Segundo o ex-dirigente, antes do atacante ser contratado na sua gestão houve uma avaliação psiquiátrica para determinar se ele teria condições de jogar profissionalmente. Ele pondera que o jogador teve oportunidade no Flamengo e decidiu ir para o Roma, da Itália, em 2010, onde não conseguiu ter boas atuações e só participou de oito partidas.
“Ele teve oportunidades na minha época (de mandato), jogou o ano inteiro e teve comando. Quis voltar para a Itália, voltou e não deu certo. No Corinthians, teve problemas. Já estava dando o sinal de que ele não estava bem, de que precisa se tratar”, opinou Delair. “A família dele vai acabar adoecendo. Daqui a pouco, perde o comando sobre ele, sofre com ele. Daqui a pouco o dinheiro dele acaba também e ele se torna um problema muito grande dentro da própria família”.
Decisão
Companheiro de Adriano quando ainda começava sua carreira no Flamengo, em 2000, o ex-lateral esquerdo Athirson acredita que o artilheiro precisa pesar o ônus e o bônus de continuar atuando profissionalmente. “Como amigo e torcedor do bom futebol, a gente sabe que o importante é ele estar feliz. Ele tem que tomar uma decisão do que pretende. A gente torce para que se recupere. É jovem, ainda pode dar alegria, mas tem que querer isso. A rotina do futebol não é fácil, ele não conquistou tudo o que tem à toa”, avalia.
Athirson cita jogadores como Zé Roberto, Juninho Pernambucano, Seedorf e Gilberto Silva para ilustrar como a dedicação aos treinamentos pode influenciar na longevidade da carreira, mas pondera que tudo depende da vontade de jogar.
“A rotina é muito desgastante: os treinos, o condicionamento físico, que todo mundo sabe que é essencial hoje. Ele precisa pensar se quer ou não ter essa sequência de treinamento. Se eu tivesse a oportunidade de falar com ele, era isso que diria. Para ser profissional, ele sabe do sacrifício necessário”, diz.

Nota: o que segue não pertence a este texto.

//! Round transitions: `(RoundState, action) -> outcome`.
//!
//! The free functions are the whole state machine; [`RunEngine`] just owns a state,
//! a config and a random source so callers have one handle per player.
//!
//! ```text
//! Idle --start--> Active --pump--> Active
//!                   |  \--pump (pop)--> Popped --start--> Active
//!                   \--bank--> Banked --start--> Active
//! ```

use super::state::*;
use super::tuning::{PopModel, RoundConfig};
use crate::error::GameError;
use crate::source::RandomSource;

/// Ratio ceiling for display and tiering.
pub const MAX_DISPLAY_RATIO: f64 = 1.25;

pub fn risk_tier(pressure_ratio: f64) -> RiskTier {
    let x = if pressure_ratio.is_nan() {
        0.0
    } else {
        pressure_ratio.clamp(0.0, MAX_DISPLAY_RATIO)
    };
    if x < 0.45 {
        RiskTier::Safe
    } else if x < 0.70 {
        RiskTier::Warm
    } else if x < 0.90 {
        RiskTier::Danger
    } else {
        RiskTier::Critical
    }
}

/// Zero the round counters and draw a fresh burst threshold. Valid from any phase.
pub fn start_round(
    state: &mut RoundState,
    prior_streak: u32,
    cfg: &RoundConfig,
    rng: &mut dyn RandomSource,
) {
    state.phase = RoundPhase::Active;
    state.pumps = 0;
    state.pressure = 0.0;
    state.multiplier = 1.0;
    state.run_points = 0;
    state.popped = false;
    state.streak = prior_streak;
    state.burst_threshold = cfg.burst_threshold(rng.next_f64());
    state.round_seq += 1;
}

pub fn pump(
    state: &mut RoundState,
    cfg: &RoundConfig,
    rng: &mut dyn RandomSource,
) -> Result<PumpOutcome, GameError> {
    if state.phase != RoundPhase::Active {
        return Err(GameError::invalid_state("pump", state.phase));
    }

    // Pressure first, then reward, then the pop check against the new pressure.
    state.pumps += 1;
    state.pressure += cfg.pressure_add(state.pumps, state.streak, rng.next_f64());

    state.multiplier = cfg.multiplier(state.pumps, state.streak).max(state.multiplier);
    let gained = cfg.reward(state.multiplier);
    state.run_points = state.run_points.saturating_add(gained);

    let ratio = state.pressure_ratio(cfg.max_display_ratio);
    let (popped, surprise) = pop_decision(state, cfg, ratio, rng);

    let mut outcome = PumpOutcome {
        pumps: state.pumps,
        pressure: state.pressure,
        pressure_ratio: ratio,
        tier: risk_tier(ratio),
        multiplier: state.multiplier,
        gained,
        run_points: state.run_points,
        popped,
        forfeited: 0,
        surprise,
    };

    if popped {
        outcome.forfeited = state.run_points;
        outcome.run_points = 0;
        state.phase = RoundPhase::Popped;
        state.popped = true;
        state.run_points = 0;
        state.pumps = 0;
        state.multiplier = 1.0;
        state.streak = 0;
    }

    Ok(outcome)
}

/// Returns `(popped, surprise)`. Draws at most once.
fn pop_decision(
    state: &RoundState,
    cfg: &RoundConfig,
    ratio: f64,
    rng: &mut dyn RandomSource,
) -> (bool, bool) {
    match cfg.pop_model {
        PopModel::ThresholdSurprise => {
            if state.pressure >= state.burst_threshold {
                return (true, false);
            }
            let popped = rng.next_f64() < cfg.surprise_chance(ratio);
            (popped, popped)
        }
        PopModel::Escalating => (rng.next_f64() < cfg.escalating_chance(state.pumps), false),
    }
}

/// Move the unbanked points out of an active round and end it.
pub fn bank(state: &mut RoundState) -> Result<BankOutcome, GameError> {
    if state.phase != RoundPhase::Active {
        return Err(GameError::invalid_state("bank", state.phase));
    }
    if state.run_points == 0 {
        return Err(GameError::invalid_state("bank with no points", state.phase));
    }
    let points = state.run_points;
    state.run_points = 0;
    state.streak += 1;
    state.phase = RoundPhase::Banked;
    Ok(BankOutcome {
        points,
        pumps: state.pumps,
        multiplier: state.multiplier,
        streak: state.streak,
    })
}

/// Single-owner handle over one player's rounds.
#[derive(Debug)]
pub struct RunEngine<R: RandomSource> {
    cfg: RoundConfig,
    state: RoundState,
    rng: R,
}

impl<R: RandomSource> RunEngine<R> {
    /// Starts in [`RoundPhase::Idle`]; call [`RunEngine::start_round`] before pumping.
    pub fn new(cfg: RoundConfig, rng: R) -> Self {
        Self { cfg, state: RoundState::new(), rng }
    }

    pub fn with_streak(cfg: RoundConfig, rng: R, streak: u32) -> Self {
        let mut engine = Self::new(cfg, rng);
        engine.state.streak = streak;
        engine
    }

    pub fn start_round(&mut self) {
        let streak = self.state.streak;
        start_round(&mut self.state, streak, &self.cfg, &mut self.rng);
    }

    pub fn pump(&mut self) -> Result<PumpOutcome, GameError> {
        pump(&mut self.state, &self.cfg, &mut self.rng)
    }

    pub fn bank(&mut self) -> Result<BankOutcome, GameError> {
        bank(&mut self.state)
    }

    pub fn risk_tier(&self) -> RiskTier {
        risk_tier(self.state.pressure_ratio(self.cfg.max_display_ratio))
    }

    pub fn pressure_ratio(&self) -> f64 {
        self.state.pressure_ratio(self.cfg.max_display_ratio)
    }

    /// Drop the streak without touching the current round (local data reset).
    pub fn clear_streak(&mut self) {
        self.state.streak = 0;
    }

    pub fn state(&self) -> &RoundState {
        &self.state
    }

    pub fn config(&self) -> &RoundConfig {
        &self.cfg
    }

    pub fn phase(&self) -> RoundPhase {
        self.state.phase
    }

    pub fn streak(&self) -> u32 {
        self.state.streak
    }
}

#[cfg(test)]
mod tests {
    use super::*;
    use crate::source::ScriptedRandom;

    fn engine(draws: Vec<f64>, fallback: f64) -> RunEngine<ScriptedRandom> {
        let mut e = RunEngine::new(RoundConfig::default(), ScriptedRandom::new(draws, fallback));
        e.start_round();
        e
    }

    #[test]
    fn test_new_engine_is_idle() {
        let mut e = RunEngine::new(RoundConfig::default(), ScriptedRandom::constant(0.5));
        assert_eq!(e.phase(), RoundPhase::Idle);
        assert!(matches!(e.pump(), Err(GameError::InvalidState { op: "pump", .. })));
        assert!(e.bank().is_err());
    }

    #[test]
    fn test_start_round_draws_threshold_once() {
        // r = 0 → lowest threshold
        let e = engine(vec![0.0], 0.99);
        assert!((e.state().burst_threshold - 0.85).abs() < 1e-12);
        assert_eq!(e.state().multiplier, 1.0);
        assert_eq!(e.state().round_seq, 1);
    }

    #[test]
    fn test_pump_awards_floor_of_multiplier() {
        // threshold draw, noise draw, surprise draw (0.99 never pops)
        let mut e = engine(vec![0.99, 0.5], 0.99);
        let out = e.pump().unwrap();
        assert_eq!(out.pumps, 1);
        assert!((out.multiplier - 1.11).abs() < 1e-12);
        assert_eq!(out.gained, 11);
        assert_eq!(out.run_points, 11);
        assert!(!out.popped);
        // ramp 0.06 + 0.012, no streak, zero noise
        assert!((out.pressure - 0.072).abs() < 1e-12);
        assert_eq!(out.tier, RiskTier::Safe);
    }

    #[test]
    fn test_threshold_crossing_pops_without_surprise_draw() {
        let mut e = engine(vec![0.0], 0.5);
        loop {
            let draws_before = e.rng.consumed();
            let out = e.pump().unwrap();
            if out.popped {
                assert!(!out.surprise);
                assert!(out.forfeited > 0);
                assert_eq!(out.run_points, 0);
                // only the noise draw was consumed on the popping pump
                assert_eq!(e.rng.consumed() - draws_before, 1);
                break;
            }
        }
        assert_eq!(e.phase(), RoundPhase::Popped);
        assert!(e.state().popped);
        assert_eq!(e.state().run_points, 0);
        assert_eq!(e.state().pumps, 0);
        assert_eq!(e.state().multiplier, 1.0);
    }

    #[test]
    fn test_surprise_pop_on_low_draw() {
        // threshold 0.85, noise 0.5, surprise draw 0.0 < 0.2%
        let mut e = engine(vec![0.0, 0.5, 0.0], 0.99);
        let out = e.pump().unwrap();
        assert!(out.popped);
        assert!(out.surprise);
        assert_eq!(out.forfeited, 11);
    }

    #[test]
    fn test_pop_resets_streak() {
        let rng = ScriptedRandom::new(vec![0.5, 0.5, 0.0], 0.99);
        let mut e = RunEngine::with_streak(RoundConfig::default(), rng, 4);
        e.start_round();
        assert_eq!(e.streak(), 4);
        let out = e.pump().unwrap();
        assert!(out.popped);
        assert_eq!(e.streak(), 0);
    }

    #[test]
    fn test_bank_moves_points_and_extends_streak() {
        let mut e = engine(vec![0.99], 0.5);
        e.pump().unwrap();
        e.pump().unwrap();
        let run = e.state().run_points;
        let out = e.bank().unwrap();
        assert_eq!(out.points, run);
        assert_eq!(out.streak, 1);
        assert_eq!(out.pumps, 2);
        assert_eq!(e.phase(), RoundPhase::Banked);
        assert_eq!(e.state().run_points, 0);
    }

    #[test]
    fn test_bank_with_no_points_is_invalid() {
        let mut e = engine(vec![], 0.5);
        let err = e.bank().unwrap_err();
        assert!(matches!(err, GameError::InvalidState { phase: RoundPhase::Active, .. }));
        assert_eq!(e.phase(), RoundPhase::Active);
    }

    #[test]
    fn test_terminal_round_rejects_everything() {
        let mut e = engine(vec![0.99], 0.5);
        e.pump().unwrap();
        e.bank().unwrap();
        assert!(matches!(e.bank(), Err(GameError::InvalidState { phase: RoundPhase::Banked, .. })));
        assert!(matches!(e.pump(), Err(GameError::InvalidState { phase: RoundPhase::Banked, .. })));
        e.start_round();
        assert!(e.pump().is_ok());
    }

    #[test]
    fn test_escalating_model_ignores_threshold() {
        let mut cfg = RoundConfig::default();
        cfg.pop_model = PopModel::Escalating;
        cfg.burst_lo = 0.0;
        cfg.burst_hi = 0.0;
        // pressure always exceeds a zero threshold; only the draw decides
        let mut e = RunEngine::new(cfg, ScriptedRandom::constant(0.99));
        e.start_round();
        for _ in 0..5 {
            assert!(!e.pump().unwrap().popped);
        }
    }

    #[test]
    fn test_risk_tier_bands() {
        assert_eq!(risk_tier(0.0), RiskTier::Safe);
        assert_eq!(risk_tier(0.449), RiskTier::Safe);
        assert_eq!(risk_tier(0.45), RiskTier::Warm);
        assert_eq!(risk_tier(0.70), RiskTier::Danger);
        assert_eq!(risk_tier(0.90), RiskTier::Critical);
        assert_eq!(risk_tier(50.0), RiskTier::Critical);
        assert_eq!(risk_tier(f64::NAN), RiskTier::Safe);
        assert!(RiskTier::Safe < RiskTier::Critical);
    }
}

O ex-lateral conta que, na sua decisão de se aposentar, a vontade de ficar com a família e propostas pouco atrativas pesaram. Em 2010, com 33 anos, ele atuava na Portuguesa, mas não teve o contrato renovado. Ele optou por parar quando percebeu que não estaria atuando com toda a dedicação necessária.
“Tive propostas de times pequenos, com valores que não eram tão atrativos. Isso acabou me desanimando. Gostaria de continuar jogando, até pedi para voltar ao Flamengo, mas não tive a oportunidade. Então, preferi parar. Cheguei a ir para o Bragantino, mas me desliguei porque não conseguiria render o esperado. Pensei: ‘minha cabeça não vai estar aqui, prefiro não fazer isso”, conta.
Ele aponta que as projeções de retorno do Imperador aos gramados podem ter sido precipitadas. “A demora na recuperação é grande e não sei se ele voltaria no mesmo nível de antes. Os problemas que vêm acontecendo podem vir do fato dele só estar treinando, enquanto se recupera de uma cirurgia”, analisa. “Acho que tudo tem que ser pesado por ele. Adriano pode parar de jogar e aproveitar o dinheiro que conquistou, porque tudo que ele tem veio do mérito de seu trabalho. Não thá nada de errado nisso”.